HONO photlyzes quickly, thus providing an early source of OH radicals in smoke. This photolysis complicates the measurement of HONO emissions, as in-situ observations are made after some photolysis has occurred. Remote sensing (RS) provides one solution to this issue, as it can measure fresher smoke and continuously observe smoke as it travels downwind. Unfortunately, little work has been done to understand the radiative transfer (RT) of sunlight through smoke. In this thesis, a radiative transfer model (RTM) was initialized with observations of smoke from an airborne field campaign to understand the ability of RS to observe trace gases in smoke when data is available to constrain the model and how a lack of data impacts that ability.

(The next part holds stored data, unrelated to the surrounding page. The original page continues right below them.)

/// Connector opening [`MavlinkLink`]s
#[derive(Debug, Clone, Copy)]
pub struct MavlinkConnector {
    pub system_id: u8,
    pub component_id: u8,
}

#[async_trait]
impl Connector for MavlinkConnector {
    async fn connect(&self, address: &str) -> Result<Arc<dyn Link>> {
        let link = MavlinkLink::open(address, self.system_id, self.component_id).await?;
        Ok(Arc::new(link))
    }
}


#[cfg(test)]
mod tests {
    use super::*;
    use crate::protocol::encoder;
    use crate::protocol::frame::FrameKind;
    use crate::protocol::Target;
    use std::time::Duration;
    use tokio::time::timeout;

    async fn tcp_pair() -> (MavlinkLink, TcpStream) {
        let listener = TcpListener::bind("127.0.0.1:0").await.unwrap();
        let address = format!("tcpout:{}", listener.local_addr().unwrap());
        let (link, accepted) = tokio::join!(MavlinkLink::open(&address, 255, 0), listener.accept());
        (link.unwrap(), accepted.unwrap().0)
    }

    #[test]
    fn test_parse_endpoints() {
        assert_eq!(
            Endpoint::parse("tcpout:127.0.0.1:5760").unwrap(),
            Endpoint::TcpOut("127.0.0.1:5760".to_string())
        );
        assert_eq!(
            Endpoint::parse("udpin:0.0.0.0:14550").unwrap(),
            Endpoint::UdpIn("0.0.0.0:14550".to_string())
        );
        assert_eq!(
            Endpoint::parse("udpbcast:192.168.1.255:14550").unwrap(),
            Endpoint::UdpBroadcast("192.168.1.255:14550".to_string())
        );
        assert_eq!(
            Endpoint::parse("serial:/dev/ttyACM0:57600").unwrap(),
            Endpoint::Serial { path: "/dev/ttyACM0".to_string(), baud: 57600 }
        );
        assert_eq!(
            Endpoint::parse("serial:/dev/ttyACM0:57600").unwrap().to_string(),
            "serial:/dev/ttyACM0:57600"
        );
    }

    #[test]
    fn test_parse_invalid_endpoints() {
        for address in ["bogus", "tcpout:", "file:/tmp/log", "serial:/dev/ttyACM0", "serial:/dev/ttyACM0:fast", "serial::57600"] {
            assert!(
                matches!(Endpoint::parse(address), Err(BridgeError::Link(_))),
                "{} should be rejected",
                address
            );
        }
    }

    #[tokio::test]
    async fn test_open_invalid_address() {
        let result = MavlinkLink::open("nonsense:address", 255, 0).await;
        assert!(matches!(result, Err(BridgeError::Link(_))));
    }

    #[tokio::test]
    async fn test_connector_reports_failure() {
        let connector = MavlinkConnector { system_id: 255, component_id: 0 };
        assert!(connector.connect("bogus").await.is_err());
    }

    #[tokio::test]
    async fn test_tcp_exchange() {
        let (link, mut vehicle) = tcp_pair().await;

        let heartbeat = FrameEncoder::new(1, 1).encode(&encoder::heartbeat());
        vehicle.write_all(&heartbeat).await.unwrap();
        let frame = timeout(Duration::from_secs(2), link.recv()).await.unwrap().unwrap();
        assert_eq!(frame.kind, FrameKind::Heartbeat);
        assert_eq!(frame.system_id, 1);

        link.send(&encoder::param_request_list(Target::default())).await.unwrap();
        let mut decoder = FrameDecoder::new();
        let received = timeout(Duration::from_secs(2), async {
            loop {
                let mut chunk = [0u8; 64];
                let read = vehicle.read(&mut chunk).await.unwrap();
                decoder.extend(&chunk[..read]);
                if let Some(frame) = decoder.next_frame() {
                    return frame;
                }
            }
        })
        .await
        .unwrap();
        assert_eq!(received.name, "PARAM_REQUEST_LIST");
        assert_eq!((received.system_id, received.component_id), (255, 0));
    }

    #[tokio::test]
    async fn test_close_wakes_pending_recv() {
        let (link, mut vehicle) = tcp_pair().await;
        let link = Arc::new(link);

        let reader = Arc::clone(&link);
        let pending = tokio::spawn(async move { reader.recv().await });
        tokio::time::sleep(Duration::from_millis(50)).await;

        link.close().await;
        let result = timeout(Duration::from_secs(2), pending).await.unwrap().unwrap();
        assert!(matches!(result, Err(BridgeError::Link(_))));
        assert!(link.recv().await.is_err());
        assert!(link.send(&encoder::heartbeat()).await.is_err());

        // The vehicle sees the write side shut down
        let mut rest = Vec::new();
        let read = timeout(Duration::from_secs(2), vehicle.read_to_end(&mut rest)).await.unwrap();
        assert!(read.is_ok());
    }

    #[tokio::test]
    async fn test_peer_hangup_fails_recv() {
        let (link, vehicle) = tcp_pair().await;
        drop(vehicle);

        let result = timeout(Duration::from_secs(2), link.recv()).await.unwrap();
        assert!(matches!(result, Err(BridgeError::Link(_))));
    }

    #[tokio::test]
    async fn test_udpin_replies_to_sender() {
        let link = MavlinkLink::open("udpin:127.0.0.1:0", 255, 0).await.unwrap();
        let address = link.local_addr().unwrap();

        // Nowhere to send before the vehicle spoke
        assert!(link.send(&encoder::heartbeat()).await.is_err());

        let vehicle = UdpSocket::bind("127.0.0.1:0").await.unwrap();
        let heartbeat = FrameEncoder::new(1, 1).encode(&encoder::heartbeat());
        vehicle.send_to(&heartbeat, address).await.unwrap();
        let frame = timeout(Duration::from_secs(2), link.recv()).await.unwrap().unwrap();
        assert_eq!(frame.kind, FrameKind::Heartbeat);

        link.send(&encoder::heartbeat()).await.unwrap();
        let mut datagram = [0u8; 300];
        let (read, _) = timeout(Duration::from_secs(2), vehicle.recv_from(&mut datagram))
            .await
            .unwrap()
            .unwrap();
        let mut decoder = FrameDecoder::new();
        decoder.extend(&datagram[..read]);
        assert_eq!(decoder.next_frame().unwrap().system_id, 255);
    }

    #[tokio::test]
    #[ignore] // Requires a vehicle or SITL listening on tcp:127.0.0.1:5760
    async fn test_live_vehicle_heartbeat() {
        let link = MavlinkLink::open("tcpout:127.0.0.1:5760", 255, 0).await.unwrap();
        let frame = timeout(Duration::from_secs(5), link.recv()).await.unwrap();
        assert!(frame.is_ok());
    }

    #[tokio::test]
    async fn test_scripted_link() {
        let (link, tx) = mocks::ScriptedLink::new();
        assert!(timeout(Duration::from_millis(20), link.recv()).await.is_err());

        tx.send(Frame::bad_data()).unwrap();
        assert!(link.recv().await.is_ok());

        drop(tx);
        assert!(link.recv().await.is_err());

        link.close().await;
        assert!(link.is_closed());
        assert!(link.send(&encoder::heartbeat()).await.is_err());
    }
}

Results from the RTM suggest a model uncertainty from observations of BB plumes of 16.5%, and greater than 50% if more averaged assumptions are used. The impact of HONO photolysis can also impact RS retrievals by 15% over the first 2 hours after emission. This motivates better modelling of BB plumes for future satellite observations, which are becoming more prevalent. A parameter called the color index may help to inform these assumptions. Early results of HONO to NO2 emission ratios from satellites agree very well with the observations in this work, and RS observations suggest a high variability of HONO emissions, even by a single fire. Modelling studies of BB plumes must take care to accurately represent HONO emissions. The findings of this thesis motivate further improvements on RT modelling of BB plumes and photolysis rates to better account for RS observations and chemical modelling.